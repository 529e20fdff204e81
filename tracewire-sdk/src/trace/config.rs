//! Engine configuration.

use std::env;
use std::str::FromStr;
use std::time::Duration;
use tracewire::tw_warn;

/// Environment variable overriding the pending-span timeout, in
/// milliseconds.
pub(crate) const TRACEWIRE_PENDING_SPAN_TIMEOUT: &str = "TRACEWIRE_PENDING_SPAN_TIMEOUT";
/// Default timeout after which a span whose completion never arrived is
/// force-finalized.
pub(crate) const PENDING_SPAN_TIMEOUT_DEFAULT: u64 = 30_000;

/// Default number of stack frames retained on a span.
pub(crate) const MAX_STACK_FRAMES_DEFAULT: usize = 10;

/// Tracer configuration.
#[derive(Clone, Debug)]
pub struct Config {
    /// How long a span may stay pending before the reaper force-finalizes
    /// it with a timeout-class error.
    pub pending_span_timeout: Duration,
    /// Whether spans capture a call-stack snapshot at creation.
    pub collect_stack_traces: bool,
    /// Maximum number of stack frames retained per span.
    pub max_stack_frames: usize,
}

impl Default for Config {
    /// Default configuration, with the pending-span timeout overridable via
    /// `TRACEWIRE_PENDING_SPAN_TIMEOUT`.
    fn default() -> Self {
        let mut timeout_ms = PENDING_SPAN_TIMEOUT_DEFAULT;
        if let Some(value) = env_var(TRACEWIRE_PENDING_SPAN_TIMEOUT) {
            timeout_ms = value;
        }
        Config {
            pending_span_timeout: Duration::from_millis(timeout_ms),
            collect_stack_traces: true,
            max_stack_frames: MAX_STACK_FRAMES_DEFAULT,
        }
    }
}

fn env_var<T: FromStr>(name: &str) -> Option<T> {
    let raw = env::var(name).ok()?;
    match T::from_str(raw.trim()) {
        Ok(value) => Some(value),
        Err(_) => {
            tw_warn!(
                name: "Config.InvalidEnvValue",
                variable = name.to_string(),
                value = raw
            );
            None
        }
    }
}

#[cfg(test)]
mod tests {
    use super::*;

    #[test]
    fn default_config() {
        temp_env::with_var_unset(TRACEWIRE_PENDING_SPAN_TIMEOUT, || {
            let config = Config::default();
            assert_eq!(config.pending_span_timeout, Duration::from_millis(30_000));
            assert!(config.collect_stack_traces);
            assert_eq!(config.max_stack_frames, 10);
        });
    }

    #[test]
    fn pending_timeout_from_env() {
        temp_env::with_var(TRACEWIRE_PENDING_SPAN_TIMEOUT, Some("2500"), || {
            let config = Config::default();
            assert_eq!(config.pending_span_timeout, Duration::from_millis(2_500));
        });
    }

    #[test]
    fn invalid_env_value_falls_back_to_default() {
        temp_env::with_var(TRACEWIRE_PENDING_SPAN_TIMEOUT, Some("soon"), || {
            let config = Config::default();
            assert_eq!(config.pending_span_timeout, Duration::from_millis(30_000));
        });
    }
}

------------------------

Prompt. Where does the word "retained" occur in the records? Return every line that holds it.

Result for this exercise.
/// Default number of stack frames retained on a span.
    /// Maximum number of stack frames retained per span.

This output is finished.